#### Exercise:
Search the data for the string "CallParams" and extract every line where it appears.

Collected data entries

• • • • • • •

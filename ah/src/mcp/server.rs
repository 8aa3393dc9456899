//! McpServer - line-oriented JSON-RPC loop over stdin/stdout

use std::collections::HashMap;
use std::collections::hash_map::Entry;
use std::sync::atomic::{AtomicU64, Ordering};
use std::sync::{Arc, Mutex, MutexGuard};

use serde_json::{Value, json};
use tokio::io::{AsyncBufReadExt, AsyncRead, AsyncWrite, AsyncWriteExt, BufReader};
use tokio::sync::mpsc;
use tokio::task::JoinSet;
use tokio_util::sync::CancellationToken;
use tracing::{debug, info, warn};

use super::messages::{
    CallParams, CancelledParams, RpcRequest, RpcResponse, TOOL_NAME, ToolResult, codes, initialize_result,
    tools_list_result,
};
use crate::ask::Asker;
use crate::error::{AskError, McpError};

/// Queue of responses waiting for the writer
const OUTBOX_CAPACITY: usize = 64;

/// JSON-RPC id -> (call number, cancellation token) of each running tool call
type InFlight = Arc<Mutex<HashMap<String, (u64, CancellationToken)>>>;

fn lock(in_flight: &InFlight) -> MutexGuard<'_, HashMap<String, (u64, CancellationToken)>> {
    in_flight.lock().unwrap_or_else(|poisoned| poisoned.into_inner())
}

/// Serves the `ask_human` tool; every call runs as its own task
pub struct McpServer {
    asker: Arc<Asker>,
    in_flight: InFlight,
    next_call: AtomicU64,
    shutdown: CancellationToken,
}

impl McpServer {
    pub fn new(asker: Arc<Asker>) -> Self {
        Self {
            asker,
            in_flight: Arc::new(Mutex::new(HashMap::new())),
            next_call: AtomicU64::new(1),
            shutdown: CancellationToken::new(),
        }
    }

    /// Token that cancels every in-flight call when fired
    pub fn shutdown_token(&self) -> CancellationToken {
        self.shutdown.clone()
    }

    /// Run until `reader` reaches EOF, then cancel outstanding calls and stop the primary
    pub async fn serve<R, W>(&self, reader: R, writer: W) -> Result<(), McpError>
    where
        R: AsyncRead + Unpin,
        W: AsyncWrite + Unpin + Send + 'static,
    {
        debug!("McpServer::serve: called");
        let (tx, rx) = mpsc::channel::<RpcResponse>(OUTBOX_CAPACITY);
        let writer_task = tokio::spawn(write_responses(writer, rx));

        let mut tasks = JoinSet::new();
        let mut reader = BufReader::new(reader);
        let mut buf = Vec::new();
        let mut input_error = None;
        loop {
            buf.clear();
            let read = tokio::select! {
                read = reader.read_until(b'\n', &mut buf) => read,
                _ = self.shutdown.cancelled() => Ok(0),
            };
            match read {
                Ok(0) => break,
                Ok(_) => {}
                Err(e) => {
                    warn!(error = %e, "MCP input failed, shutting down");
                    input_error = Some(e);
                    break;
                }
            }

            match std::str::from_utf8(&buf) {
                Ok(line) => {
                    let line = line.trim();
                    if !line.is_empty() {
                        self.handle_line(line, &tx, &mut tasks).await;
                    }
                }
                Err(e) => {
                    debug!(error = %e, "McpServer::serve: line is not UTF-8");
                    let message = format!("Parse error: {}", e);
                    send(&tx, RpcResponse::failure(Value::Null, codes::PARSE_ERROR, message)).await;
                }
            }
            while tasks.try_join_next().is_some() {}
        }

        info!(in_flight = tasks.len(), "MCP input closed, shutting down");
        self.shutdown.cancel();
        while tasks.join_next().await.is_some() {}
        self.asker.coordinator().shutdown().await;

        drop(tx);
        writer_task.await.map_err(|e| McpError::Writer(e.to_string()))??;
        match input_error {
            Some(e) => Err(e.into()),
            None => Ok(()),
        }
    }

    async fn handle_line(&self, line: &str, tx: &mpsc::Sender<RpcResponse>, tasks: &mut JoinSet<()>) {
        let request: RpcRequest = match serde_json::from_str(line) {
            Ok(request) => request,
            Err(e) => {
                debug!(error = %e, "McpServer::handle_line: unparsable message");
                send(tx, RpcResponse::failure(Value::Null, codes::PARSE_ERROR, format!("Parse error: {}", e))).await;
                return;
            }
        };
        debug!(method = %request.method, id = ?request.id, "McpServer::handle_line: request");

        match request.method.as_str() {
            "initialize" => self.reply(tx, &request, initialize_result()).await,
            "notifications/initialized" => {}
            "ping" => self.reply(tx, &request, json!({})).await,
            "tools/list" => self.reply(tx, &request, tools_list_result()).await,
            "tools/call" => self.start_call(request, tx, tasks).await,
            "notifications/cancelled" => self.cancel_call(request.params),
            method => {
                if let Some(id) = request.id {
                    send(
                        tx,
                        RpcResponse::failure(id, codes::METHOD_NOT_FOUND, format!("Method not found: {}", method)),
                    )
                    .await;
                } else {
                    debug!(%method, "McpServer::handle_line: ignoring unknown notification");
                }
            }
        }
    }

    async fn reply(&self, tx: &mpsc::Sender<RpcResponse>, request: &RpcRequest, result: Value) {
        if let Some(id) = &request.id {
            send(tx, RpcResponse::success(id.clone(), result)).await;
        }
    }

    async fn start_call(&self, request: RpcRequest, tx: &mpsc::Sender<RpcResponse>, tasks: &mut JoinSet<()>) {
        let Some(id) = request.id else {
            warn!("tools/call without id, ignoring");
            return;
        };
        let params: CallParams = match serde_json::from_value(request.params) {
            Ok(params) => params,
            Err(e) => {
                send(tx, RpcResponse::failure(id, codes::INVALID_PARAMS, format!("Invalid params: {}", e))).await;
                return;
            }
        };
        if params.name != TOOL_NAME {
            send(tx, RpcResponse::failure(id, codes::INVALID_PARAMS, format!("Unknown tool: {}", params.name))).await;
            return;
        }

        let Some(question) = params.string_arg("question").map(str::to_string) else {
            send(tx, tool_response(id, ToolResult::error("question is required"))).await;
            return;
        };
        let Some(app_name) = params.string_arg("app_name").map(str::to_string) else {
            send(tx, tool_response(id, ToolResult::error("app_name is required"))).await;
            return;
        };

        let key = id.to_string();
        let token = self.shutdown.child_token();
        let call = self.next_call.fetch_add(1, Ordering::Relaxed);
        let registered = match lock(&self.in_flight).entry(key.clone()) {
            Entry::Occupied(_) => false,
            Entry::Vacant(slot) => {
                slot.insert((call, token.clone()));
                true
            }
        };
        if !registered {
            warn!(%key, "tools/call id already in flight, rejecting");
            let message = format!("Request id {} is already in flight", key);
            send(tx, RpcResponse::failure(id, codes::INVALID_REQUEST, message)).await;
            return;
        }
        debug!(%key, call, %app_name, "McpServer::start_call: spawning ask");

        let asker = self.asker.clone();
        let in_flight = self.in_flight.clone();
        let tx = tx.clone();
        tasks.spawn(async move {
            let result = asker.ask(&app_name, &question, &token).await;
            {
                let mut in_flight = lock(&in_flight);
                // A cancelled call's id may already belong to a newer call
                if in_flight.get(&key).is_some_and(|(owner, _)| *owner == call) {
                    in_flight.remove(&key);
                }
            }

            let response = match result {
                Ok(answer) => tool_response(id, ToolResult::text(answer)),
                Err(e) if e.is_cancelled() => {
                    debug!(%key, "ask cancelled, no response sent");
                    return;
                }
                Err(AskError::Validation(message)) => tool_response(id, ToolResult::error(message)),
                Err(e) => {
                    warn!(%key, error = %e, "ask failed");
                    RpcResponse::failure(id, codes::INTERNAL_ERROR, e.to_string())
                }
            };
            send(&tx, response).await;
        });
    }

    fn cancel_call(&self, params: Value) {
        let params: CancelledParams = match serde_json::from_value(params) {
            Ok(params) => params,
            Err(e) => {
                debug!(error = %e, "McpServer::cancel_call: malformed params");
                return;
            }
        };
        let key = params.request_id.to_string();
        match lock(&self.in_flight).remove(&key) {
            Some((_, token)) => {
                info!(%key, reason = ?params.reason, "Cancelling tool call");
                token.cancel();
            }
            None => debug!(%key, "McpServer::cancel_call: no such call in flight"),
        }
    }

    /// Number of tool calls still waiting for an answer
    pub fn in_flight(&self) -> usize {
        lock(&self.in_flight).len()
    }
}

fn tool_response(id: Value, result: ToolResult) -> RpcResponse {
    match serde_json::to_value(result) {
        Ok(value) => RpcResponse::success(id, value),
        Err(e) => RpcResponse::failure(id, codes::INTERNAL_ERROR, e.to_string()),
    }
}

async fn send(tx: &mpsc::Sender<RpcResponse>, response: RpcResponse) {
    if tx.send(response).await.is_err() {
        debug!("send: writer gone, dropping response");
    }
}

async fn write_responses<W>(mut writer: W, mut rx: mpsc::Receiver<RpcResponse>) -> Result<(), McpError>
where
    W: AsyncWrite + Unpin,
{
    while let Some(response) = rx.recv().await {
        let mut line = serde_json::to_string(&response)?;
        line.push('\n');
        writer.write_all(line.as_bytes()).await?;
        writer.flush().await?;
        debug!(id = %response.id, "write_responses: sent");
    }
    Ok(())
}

• • • • • • •

#### Solution:
    CallParams, CancelledParams, RpcRequest, RpcResponse, TOOL_NAME, ToolResult, codes, initialize_result,
        let params: CallParams = match serde_json::from_value(request.params) {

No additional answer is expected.